News Corp rallied 2 per cent to a record after acquiring digital business news outlet Investor’s Business Daily for US$275 million from O’Neil Capital Management. Financial firms Macquarie Group and Washington H Soul Pattinson also hit all-time highs. The Silver Doughnut finished with a gain of 0.4 percent. Soul Patts closed 1.2 per cent in the red.
Vaccine manufacturer CSL has risen all week, but stumbled 0.9 per cent this session. Newcrest -1.3 per cent, Transurban -1.2 per cent and Aristocrat Leisure -0.4 per cent were other drags. Afterpay bounced off a two-and-a-half-week low, closing 0.4 per cent higher.
TPG Telecom hit an all-time low after founder David Teoh quit as chairman. Mr Teoh led the company from its inception to its merger with Vodafone Hutchison. Canning Fok will take over as chair. Shares in the company fell 6.7 per cent.
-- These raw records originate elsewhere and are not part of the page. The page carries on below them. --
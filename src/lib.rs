pub mod error;
pub mod load;
pub mod process;
pub mod schema;
pub mod write;

use anyhow::Result;
use std::path::{Path, PathBuf};
use tracing::info;

pub use error::CleanError;
pub use schema::{CampaignRecord, ClientRecord, EconomicsRecord, RawRecord, Table};

pub const DEFAULT_INPUT_DIR: &str = "files/input/";
pub const DEFAULT_OUTPUT_DIR: &str = "files/output/";

/// Where the cleaner reads archives from and writes tables to.
#[derive(Debug, Clone)]
pub struct CleanerConfig {
    pub input_dir: PathBuf,
    pub output_dir: PathBuf,
}

impl Default for CleanerConfig {
    fn default() -> Self {
        Self {
            input_dir: PathBuf::from(DEFAULT_INPUT_DIR),
            output_dir: PathBuf::from(DEFAULT_OUTPUT_DIR),
        }
    }
}

#[derive(Debug)]
pub struct RunSummary {
    pub archives: usize,
    pub rows: usize,
    pub written: Vec<PathBuf>,
}

/// Load every archive under `input_dir`, derive the client, campaign and
/// economics tables, and write them to `output_dir`.
///
/// All three tables are built before anything touches the output directory,
/// so a bad row never leaves partial output behind.
pub fn run(config: &CleanerConfig) -> Result<RunSummary> {
    let loaded = load::load_input_dir(&config.input_dir)?;
    info!(
        archives = loaded.archives,
        rows = loaded.records.len(),
        "loaded record set"
    );

    let clients = process::normalize_clients(&loaded.records);
    let campaigns = process::normalize_campaigns(&loaded.records)?;
    let economics = process::normalize_economics(&loaded.records);

    let written = write::write_tables(&config.output_dir, &clients, &campaigns, &economics)?;

    Ok(RunSummary {
        archives: loaded.archives,
        rows: loaded.records.len(),
        written,
    })
}

/// Convenience wrapper over [`run`] with explicit directories.
pub fn clean_campaign_data(input_dir: &Path, output_dir: &Path) -> Result<RunSummary> {
    run(&CleanerConfig {
        input_dir: input_dir.to_path_buf(),
        output_dir: output_dir.to_path_buf(),
    })
}

#[cfg(test)]
mod tests {
    use super::*;
    use crate::load::tests::{csv_rows, init_test_logging, write_zip, HEADER};
    use csv::ReaderBuilder;
    use serde::de::DeserializeOwned;
    use std::fs;
    use tempfile::TempDir;

    fn read_back<T: DeserializeOwned>(path: &Path) -> Result<(Vec<String>, Vec<T>)> {
        let mut rdr = ReaderBuilder::new().from_path(path)?;
        let headers = rdr.headers()?.iter().map(String::from).collect();
        let rows = rdr.deserialize().collect::<Result<Vec<T>, _>>()?;
        Ok((headers, rows))
    }

    fn config(dir: &TempDir) -> CleanerConfig {
        CleanerConfig {
            input_dir: dir.path().join("files/input"),
            output_dir: dir.path().join("files/output"),
        }
    }

    #[test]
    fn end_to_end_round_trip() -> Result<()> {
        init_test_logging();
        let dir = TempDir::new()?;
        let cfg = config(&dir);
        fs::create_dir_all(&cfg.input_dir)?;

        let mixed = format!(
            "{}\n\
             100,33,admin.,single,unknown,yes,no,dec,1,87,3,1,success,94.465,0.884,yes\n\
             101,58,self-employed,married,university.degree,unknown,yes,aug,28,502,2,0,failure,93.2,4.963,no\n",
            HEADER
        );
        write_zip(&cfg.input_dir.join("bank-1.zip"), &[("bank-1.csv", &csv_rows(&[1, 2]))])?;
        write_zip(&cfg.input_dir.join("bank-2.zip"), &[("bank-2.csv", &mixed)])?;

        let summary = run(&cfg)?;
        assert_eq!(summary.archives, 2);
        assert_eq!(summary.rows, 4);
        assert_eq!(summary.written.len(), 3);

        let (headers, clients) = read_back::<ClientRecord>(&cfg.output_dir.join("client.csv"))?;
        assert_eq!(headers, ClientRecord::column_names());
        let (headers, campaigns) =
            read_back::<CampaignRecord>(&cfg.output_dir.join("campaign.csv"))?;
        assert_eq!(headers, CampaignRecord::column_names());
        let (headers, economics) =
            read_back::<EconomicsRecord>(&cfg.output_dir.join("economics.csv"))?;
        assert_eq!(headers, EconomicsRecord::column_names());

        for table_ids in [
            clients.iter().map(|r| r.client_id).collect::<Vec<_>>(),
            campaigns.iter().map(|r| r.client_id).collect(),
            economics.iter().map(|r| r.client_id).collect(),
        ] {
            assert_eq!(table_ids, vec![1, 2, 100, 101]);
        }

        assert_eq!(clients[0].job.as_deref(), Some("blue_collar"));
        assert_eq!(clients[0].education.as_deref(), Some("basic_4y"));
        assert_eq!((clients[0].credit_default, clients[0].mortgage), (0, 1));
        assert_eq!(clients[2].job.as_deref(), Some("admin"));
        assert_eq!(clients[2].education, None);
        assert_eq!((clients[2].credit_default, clients[2].mortgage), (1, 0));
        assert_eq!(clients[3].job.as_deref(), Some("self_employed"));
        assert_eq!(clients[3].credit_default, 0);
        assert!(clients
            .iter()
            .all(|c| c.education.as_deref() != Some("unknown")));

        assert_eq!(campaigns[0].last_contact_date, "2022-05-07");
        assert_eq!(campaigns[2].last_contact_date, "2022-12-01");
        assert_eq!(campaigns[2].previous_outcome, 1);
        assert_eq!(campaigns[2].campaign_outcome, 1);
        assert_eq!(campaigns[3].last_contact_date, "2022-08-28");
        assert_eq!(campaigns[3].previous_outcome, 0);
        assert!(campaigns.iter().all(|c| c.last_contact_date.len() == 10));

        assert_eq!(economics[2].cons_price_idx, Some(94.465));
        assert_eq!(economics[3].euribor_three_months, Some(4.963));
        Ok(())
    }

    #[test]
    fn empty_input_writes_header_only_files() -> Result<()> {
        let dir = TempDir::new()?;
        let cfg = config(&dir);
        fs::create_dir_all(&cfg.input_dir)?;

        let summary = run(&cfg)?;
        assert_eq!(summary.rows, 0);
        for name in ["client.csv", "campaign.csv", "economics.csv"] {
            let text = fs::read_to_string(cfg.output_dir.join(name))?;
            assert_eq!(text.lines().count(), 1, "{name} should only have a header");
        }
        Ok(())
    }

    #[test]
    fn bad_month_writes_nothing() -> Result<()> {
        let dir = TempDir::new()?;
        let cfg = config(&dir);
        fs::create_dir_all(&cfg.input_dir)?;
        let content = format!(
            "{}\n5,41,admin.,single,unknown,no,no,xyz,7,1,1,0,success,93.9,4.8,yes\n",
            HEADER
        );
        write_zip(&cfg.input_dir.join("bad.zip"), &[("bad.csv", &content)])?;

        let err = clean_campaign_data(&cfg.input_dir, &cfg.output_dir).unwrap_err();
        assert!(matches!(
            err.downcast_ref::<CleanError>(),
            Some(CleanError::UnknownMonth { client_id: 5, .. })
        ));
        assert!(!cfg.output_dir.exists());
        Ok(())
    }
}
use thiserror::Error;

/// Row-level schema violations that abort the run.
#[derive(Debug, Error, PartialEq, Eq)]
pub enum CleanError {
    #[error("client {client_id}: month {month:?} is not a three-letter month abbreviation")]
    UnknownMonth { client_id: i64, month: String },

    #[error("client {client_id}: day {day:?} is not a day of the month")]
    InvalidDay { client_id: i64, day: String },
}
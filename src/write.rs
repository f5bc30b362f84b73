use anyhow::{Context, Result};
use arrow::csv::WriterBuilder;
use std::{
    fs,
    path::{Path, PathBuf},
};
use tracing::info;

use crate::schema::{CampaignRecord, ClientRecord, EconomicsRecord, Table};

/// Create `out_dir` if needed and write the three tables into it.
/// Returns the written paths in client, campaign, economics order.
pub fn write_tables(
    out_dir: &Path,
    clients: &[ClientRecord],
    campaigns: &[CampaignRecord],
    economics: &[EconomicsRecord],
) -> Result<Vec<PathBuf>> {
    fs::create_dir_all(out_dir)
        .with_context(|| format!("creating output directory {:?}", out_dir))?;

    Ok(vec![
        write_table(out_dir, clients)?,
        write_table(out_dir, campaigns)?,
        write_table(out_dir, economics)?,
    ])
}

/// Write `rows` as `<out_dir>/<T::FILE_NAME>`: header row, comma separated,
/// missing values as empty fields.
///
/// Rows go to a hidden temp file first, which is then renamed over any
/// existing file of the same name.
pub fn write_table<T: Table>(out_dir: &Path, rows: &[T]) -> Result<PathBuf> {
    let batch = T::to_batch(rows)?;
    let path = out_dir.join(T::FILE_NAME);
    let tmp_path = out_dir.join(format!(".{}.tmp", T::FILE_NAME));

    {
        let file = fs::File::create(&tmp_path)
            .with_context(|| format!("creating {:?}", tmp_path))?;
        let mut writer = WriterBuilder::new().with_header(true).build(file);
        writer
            .write(&batch)
            .with_context(|| format!("writing {}", T::FILE_NAME))?;
    }

    fs::rename(&tmp_path, &path)
        .with_context(|| format!("renaming {:?} -> {:?}", tmp_path, path))?;
    info!(file = %path.display(), rows = rows.len(), "wrote table");
    Ok(path)
}
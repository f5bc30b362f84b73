// src/load/mod.rs
use anyhow::{Context, Result};
use csv::ReaderBuilder;
use glob::{glob, Pattern};
use std::{
    fs::File,
    io::{Cursor, Read},
    path::{Path, PathBuf},
};
use tracing::{debug, info, warn};
use zip::ZipArchive;

use crate::schema::RawRecord;

pub const ARCHIVE_EXTENSION: &str = ".zip";
pub const ENTRY_EXTENSION: &str = ".csv";

/// The concatenated record set plus how many archives fed it.
#[derive(Debug, Default)]
pub struct Loaded {
    pub archives: usize,
    pub records: Vec<RawRecord>,
}

/// List the `*.zip` files directly inside `dir`, sorted by name.
/// A missing directory yields an empty list.
pub fn find_archives<P: AsRef<Path>>(dir: P) -> Result<Vec<PathBuf>> {
    let dir = dir.as_ref();
    if !dir.is_dir() {
        warn!(dir = %dir.display(), "input directory not found");
        return Ok(Vec::new());
    }

    let pattern = format!(
        "{}/*{}",
        Pattern::escape(&dir.to_string_lossy()),
        ARCHIVE_EXTENSION
    );
    let mut paths = Vec::new();
    for entry in glob(&pattern).with_context(|| format!("bad glob pattern {}", pattern))? {
        let path = entry.with_context(|| format!("reading {}", dir.display()))?;
        if path.is_file() {
            paths.push(path);
        }
    }
    paths.sort();
    Ok(paths)
}

/// Load every archive in `dir` and concatenate their rows: archive order,
/// then entry order inside each archive, then row order inside each entry.
#[tracing::instrument(level = "info", skip(dir), fields(dir = %dir.as_ref().display()))]
pub fn load_input_dir<P: AsRef<Path>>(dir: P) -> Result<Loaded> {
    let archives = find_archives(&dir)?;
    if archives.is_empty() {
        info!("no archives found; tables will be empty");
    }

    let mut loaded = Loaded {
        archives: archives.len(),
        records: Vec::new(),
    };
    for path in &archives {
        let mut records = load_zip(path)?;
        loaded.records.append(&mut records);
    }
    Ok(loaded)
}

/// Open `zip_path`, buffer every `.csv` entry in archive order, then parse
/// each buffer into raw records. The archive handle is released before
/// parsing starts.
#[tracing::instrument(level = "info", skip(zip_path), fields(path = %zip_path.as_ref().display()))]
pub fn load_zip<P: AsRef<Path>>(zip_path: P) -> Result<Vec<RawRecord>> {
    let zip_path = zip_path.as_ref();
    let file = File::open(zip_path)
        .with_context(|| format!("Failed to open ZIP file: {:?}", zip_path))?;
    let mut archive = ZipArchive::new(file)
        .with_context(|| format!("Failed to read ZIP archive: {:?}", zip_path))?;

    let mut buffers: Vec<(String, Vec<u8>)> = Vec::with_capacity(archive.len());
    for i in 0..archive.len() {
        let mut entry = archive
            .by_index(i)
            .with_context(|| format!("Failed to access ZIP entry #{} in {:?}", i, zip_path))?;
        let name = entry.name().to_string();

        if entry.is_file() && name.to_lowercase().ends_with(ENTRY_EXTENSION) {
            let mut buf = Vec::with_capacity(entry.size() as usize);
            entry
                .read_to_end(&mut buf)
                .with_context(|| format!("Failed to read {} into memory", name))?;
            buffers.push((name, buf));
        } else {
            debug!(entry = %name, "skipping non-csv entry");
        }
    }
    drop(archive);

    let mut records = Vec::new();
    for (name, data) in buffers {
        let before = records.len();
        parse_entry(&name, data, &mut records)?;
        debug!(entry = %name, rows = records.len() - before, "parsed entry");
    }
    info!(rows = records.len(), "loaded archive");
    Ok(records)
}

/// Parse one CSV entry (header row first) and append its rows to `out`.
fn parse_entry(name: &str, data: Vec<u8>, out: &mut Vec<RawRecord>) -> Result<()> {
    let mut rdr = ReaderBuilder::new()
        .has_headers(true)
        .from_reader(Cursor::new(data));

    for (idx, result) in rdr.deserialize::<RawRecord>().enumerate() {
        let record = result.with_context(|| format!("CSV parse error in {} at record {}", name, idx))?;
        out.push(record);
    }
    Ok(())
}
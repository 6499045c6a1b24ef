//! Error types for the domain layer.
//!
//! The running engine is total over well-formed input: absence of a next
//! question is expressed with `None`, unknown answers with empty signals.
//! The only fallible operation is question bank construction, which
//! validates the static catalog once at process start.

use thiserror::Error;

/// Errors raised while validating a question bank at construction time.
#[derive(Debug, Clone, Error, PartialEq, Eq)]
pub enum BankValidationError {
    #[error("Duplicate question id '{id}' in bank")]
    DuplicateQuestionId { id: String },

    #[error("Select question '{id}' must define at least one option")]
    MissingOptions { id: String },

    #[error("Question '{id}' is not select-type but defines options")]
    UnexpectedOptions { id: String },

    #[error("Question '{id}' defines duplicate option value '{value}'")]
    DuplicateOptionValue { id: String, value: String },
}
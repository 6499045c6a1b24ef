//! Product profile - externally extracted product attributes.

use serde::{Deserialize, Serialize};

/// Snapshot of product attributes extracted by the surrounding pipeline.
///
/// Read-only input to question selection: a populated field means the
/// corresponding question no longer needs to be asked.
#[derive(Debug, Clone, Default, PartialEq, Eq, Serialize, Deserialize)]
pub struct ProductProfile {
    /// Material keywords already known for the product.
    #[serde(default)]
    pub material_composition: Vec<String>,
    /// Free-form keywords mined from the product description.
    #[serde(default)]
    pub extracted_keywords: Vec<String>,
}

impl ProductProfile {
    /// Creates an empty profile.
    pub fn new() -> Self {
        Self::default()
    }

    /// Adds a known material keyword (builder style, used in tests and setup).
    pub fn with_material(mut self, material: impl Into<String>) -> Self {
        self.material_composition.push(material.into());
        self
    }

    /// Returns true if at least one material keyword is known.
    pub fn has_known_composition(&self) -> bool {
        !self.material_composition.is_empty()
    }
}
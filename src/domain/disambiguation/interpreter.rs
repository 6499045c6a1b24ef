//! Answer interpreter - turns raw answers into re-scoring signals.
//!
//! This is a fixed per-question-id mapping table, not general NLP: each
//! known question id has an explicit rule translating specific answer
//! values into keywords and chapter-affinity hints. Unknown ids or
//! unmapped values yield empty signals; the raw answer itself stays
//! available to the caller for storage and free-text handling.

use serde::{Deserialize, Serialize};
use tracing::trace;

use crate::domain::questions::ids;

/// Prefix of the opaque chapter-affinity hint tokens.
pub const CHAPTER_AFFINITY_PREFIX: &str = "chapter_affinity:";

/// Builds the opaque hint token biasing the re-scorer toward a chapter.
pub fn chapter_affinity(chapter: &str) -> String {
    format!("{CHAPTER_AFFINITY_PREFIX}{chapter}")
}

/// Keywords and hints extracted from one raw answer.
///
/// Hints are opaque tokens consumed by the external candidate re-scorer;
/// this engine emits them and never stores them.
#[derive(Debug, Clone, Default, PartialEq, Eq, Serialize, Deserialize)]
pub struct AnswerSignals {
    /// Normalized keywords mined from the answer.
    pub keywords: Vec<String>,
    /// Opaque re-scoring hint tokens.
    pub hints: Vec<String>,
}

impl AnswerSignals {
    /// Signals carrying nothing beyond the raw answer.
    pub fn none() -> Self {
        Self::default()
    }

    /// One canonical keyword plus one chapter-affinity hint.
    fn keyword_with_affinity(keyword: &str, chapter: &str) -> Self {
        Self {
            keywords: vec![keyword.to_string()],
            hints: vec![chapter_affinity(chapter)],
        }
    }

    /// A keyword with no hint to emit.
    fn keyword_only(keyword: &str) -> Self {
        Self {
            keywords: vec![keyword.to_string()],
            hints: Vec::new(),
        }
    }

    /// Returns true if neither keywords nor hints were produced.
    pub fn is_empty(&self) -> bool {
        self.keywords.is_empty() && self.hints.is_empty()
    }
}

/// Translates raw answers into structured signals for candidate re-scoring.
#[derive(Debug, Clone, Copy, Default)]
pub struct AnswerInterpreter;

impl AnswerInterpreter {
    /// Interprets a raw answer for the given question.
    ///
    /// Matching is case-normalized and tolerates surrounding whitespace the
    /// caller may or may not have trimmed. Never fails: anything unmapped
    /// simply yields empty signals.
    pub fn interpret(question_id: &str, raw_answer: &str) -> AnswerSignals {
        let value = raw_answer.trim().to_lowercase();
        let signals = match question_id {
            ids::TEXTILE_COMPOSITION => Self::textile_composition(&value),
            ids::TEXTILE_CONSTRUCTION => Self::textile_construction(&value),
            ids::MACHINE_POWER => Self::machine_power(&value),
            ids::FOOD_STATE => Self::food_state(&value),
            _ => AnswerSignals::none(),
        };
        trace!(
            question = question_id,
            keywords = signals.keywords.len(),
            hints = signals.hints.len(),
            "interpreted answer"
        );
        signals
    }

    fn textile_composition(value: &str) -> AnswerSignals {
        match value {
            "cotton" | "coton" => AnswerSignals::keyword_with_affinity("cotton", "52"),
            "wool" | "laine" => AnswerSignals::keyword_with_affinity("wool", "51"),
            "silk" | "soie" => AnswerSignals::keyword_with_affinity("silk", "50"),
            "linen" | "lin" => AnswerSignals::keyword_with_affinity("linen", "53"),
            "synthetic" | "synthétique" => {
                AnswerSignals::keyword_with_affinity("synthetic", "54")
            }
            "mixed" => AnswerSignals::keyword_only("mixed"),
            _ => AnswerSignals::none(),
        }
    }

    fn textile_construction(value: &str) -> AnswerSignals {
        match value {
            "knitted" | "tricoté" => AnswerSignals::keyword_with_affinity("knitted", "61"),
            "woven" | "tissé" => AnswerSignals::keyword_with_affinity("woven", "62"),
            "nonwoven" => AnswerSignals::keyword_with_affinity("nonwoven", "56"),
            _ => AnswerSignals::none(),
        }
    }

    fn machine_power(value: &str) -> AnswerSignals {
        match value {
            "yes" | "y" | "oui" => AnswerSignals::keyword_with_affinity("electric", "85"),
            "no" | "n" | "non" => AnswerSignals::keyword_with_affinity("mechanical", "84"),
            _ => AnswerSignals::none(),
        }
    }

    fn food_state(value: &str) -> AnswerSignals {
        match value {
            "prepared" => AnswerSignals::keyword_with_affinity("prepared", "20"),
            "frozen" => AnswerSignals::keyword_with_affinity("frozen", "16"),
            "fresh" => AnswerSignals::keyword_only("fresh"),
            _ => AnswerSignals::none(),
        }
    }
}
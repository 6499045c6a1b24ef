//! Candidate - an externally produced classification hypothesis.

use serde::{Deserialize, Serialize};

use crate::domain::foundation::ChapterCode;

/// A tariff code hypothesis proposed by the external retrieval subsystem.
///
/// The engine only reads `chapter` off each candidate; it never inspects
/// or ranks the full code.
#[derive(Debug, Clone, PartialEq, Eq, Serialize, Deserialize)]
pub struct Candidate {
    /// Full 10-digit tariff code.
    pub code: String,
    /// Chapter the code belongs to (its leading two digits).
    pub chapter: ChapterCode,
    /// Human-readable description of the hypothesis.
    pub label: String,
}

impl Candidate {
    /// Creates a candidate, deriving the chapter from the code.
    pub fn new(code: impl Into<String>, label: impl Into<String>) -> Self {
        let code = code.into();
        let chapter = ChapterCode::from_tariff_code(&code);
        Self {
            code,
            chapter,
            label: label.into(),
        }
    }
}
//! ChapterCode value object - two-character HS chapter identifier.

use serde::{Deserialize, Serialize};
use std::fmt;

/// A two-character HS chapter code (e.g. "61", "84").
///
/// The chapter is the top-level grouping of a tariff code and is the only
/// part of a candidate the disambiguation engine inspects. Malformed codes
/// are representable on purpose: they simply match no router entry and
/// contribute no chapter-specific questions.
#[derive(Debug, Clone, PartialEq, Eq, Hash, Serialize, Deserialize)]
#[serde(transparent)]
pub struct ChapterCode(String);

impl ChapterCode {
    /// Creates a chapter code from a raw string.
    pub fn new(code: impl Into<String>) -> Self {
        Self(code.into())
    }

    /// Derives the chapter from a full tariff code (leading two characters).
    ///
    /// A code shorter than two characters yields the code itself, which is
    /// malformed and therefore routes nowhere.
    pub fn from_tariff_code(code: &str) -> Self {
        let prefix: String = code.chars().take(2).collect();
        Self(prefix)
    }

    /// Returns the chapter code as a string slice.
    pub fn as_str(&self) -> &str {
        &self.0
    }

    /// Returns true if the code is exactly two ASCII digits.
    pub fn is_well_formed(&self) -> bool {
        self.0.len() == 2 && self.0.chars().all(|c| c.is_ascii_digit())
    }

    /// Returns the chapter as a number, if well-formed.
    pub fn as_number(&self) -> Option<u8> {
        if self.is_well_formed() {
            self.0.parse().ok()
        } else {
            None
        }
    }
}

impl fmt::Display for ChapterCode {
    fn fmt(&self, f: &mut fmt::Formatter<'_>) -> fmt::Result {
        write!(f, "{}", self.0)
    }
}

impl From<&str> for ChapterCode {
    fn from(code: &str) -> Self {
        Self::new(code)
    }
}

#[cfg(test)]
mod tests {
    use super::*;

    #[test]
    fn from_tariff_code_takes_leading_two_digits() {
        let chapter = ChapterCode::from_tariff_code("6109100010");
        assert_eq!(chapter.as_str(), "61");
    }

    #[test]
    fn from_tariff_code_tolerates_short_input() {
        let chapter = ChapterCode::from_tariff_code("6");
        assert_eq!(chapter.as_str(), "6");
        assert!(!chapter.is_well_formed());
    }

    #[test]
    fn well_formed_requires_two_ascii_digits() {
        assert!(ChapterCode::new("61").is_well_formed());
        assert!(ChapterCode::new("07").is_well_formed());
        assert!(!ChapterCode::new("6").is_well_formed());
        assert!(!ChapterCode::new("615").is_well_formed());
        assert!(!ChapterCode::new("6a").is_well_formed());
        assert!(!ChapterCode::new("").is_well_formed());
    }

    #[test]
    fn as_number_parses_well_formed_codes() {
        assert_eq!(ChapterCode::new("61").as_number(), Some(61));
        assert_eq!(ChapterCode::new("07").as_number(), Some(7));
        assert_eq!(ChapterCode::new("xx").as_number(), None);
    }

    #[test]
    fn display_shows_raw_code() {
        assert_eq!(format!("{}", ChapterCode::new("84")), "84");
    }

    #[test]
    fn serializes_transparently() {
        let json = serde_json::to_string(&ChapterCode::new("61")).unwrap();
        assert_eq!(json, "\"61\"");

        let chapter: ChapterCode = serde_json::from_str("\"84\"").unwrap();
        assert_eq!(chapter.as_str(), "84");
    }
}
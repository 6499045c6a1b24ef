//! Question bank, question families, and chapter routing.
//!
//! This module defines:
//! - The `Question` definition types and stable question ids
//! - The `QuestionFamily` sets shared across related chapters
//! - The `ChapterRouter` lookup from chapter code to family
//! - The validated `QuestionBank` catalog

mod bank;
mod family;
mod question;
mod router;

pub use bank::QuestionBank;
pub use family::QuestionFamily;
pub use question::{ids, Question, QuestionOption, QuestionType, ShortCircuit};
pub use router::ChapterRouter;
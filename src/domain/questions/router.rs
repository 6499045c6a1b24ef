//! Chapter router - maps chapter codes onto question families.

use crate::domain::foundation::ChapterCode;

use super::family::QuestionFamily;

/// Routes a chapter code to the question family registered for it.
///
/// Purely a static lookup with no error condition: an unknown or malformed
/// chapter yields `None`, which the selector treats as "no dedicated
/// questions" and covers with the general fallback set.
#[derive(Debug, Clone, Copy, Default)]
pub struct ChapterRouter;

impl ChapterRouter {
    /// Returns the dedicated family for a chapter, if one is registered.
    ///
    /// The general fallback family is deliberately not routable here; it is
    /// reached through the selector's fallback policy, never via a chapter.
    pub fn family_for_chapter(chapter: &ChapterCode) -> Option<QuestionFamily> {
        match chapter.as_number()? {
            50..=63 => Some(QuestionFamily::Textile),
            84..=85 => Some(QuestionFamily::Machinery),
            16..=21 => Some(QuestionFamily::PreparedFood),
            _ => None,
        }
    }
}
The session’s worst performers were medical device developer Polynovo -5.3 per cent, Auckland International Airport -3.2 per cent and student placement service IDP Education -3.2 per cent.
The Asia Dow rose 1.05 per cent as volatility on regional markets abated. China’s Shanghai Composite rose 1.37 per cent, Hong Kong’s Hang Seng 1.14 per cent and Japan’s Nikkei 1.57 per cent.
US futures firmed with Asian gains. S&P 500 futures rose 13 points or 0.3 per cent. Nasdaq futures added almost 0.5 per cent.
Gold faded 90 cents or 0.1 per cent to US$1,724.20 an ounce.
The dollar climbed 0.27 per cent to 76.13 US cents.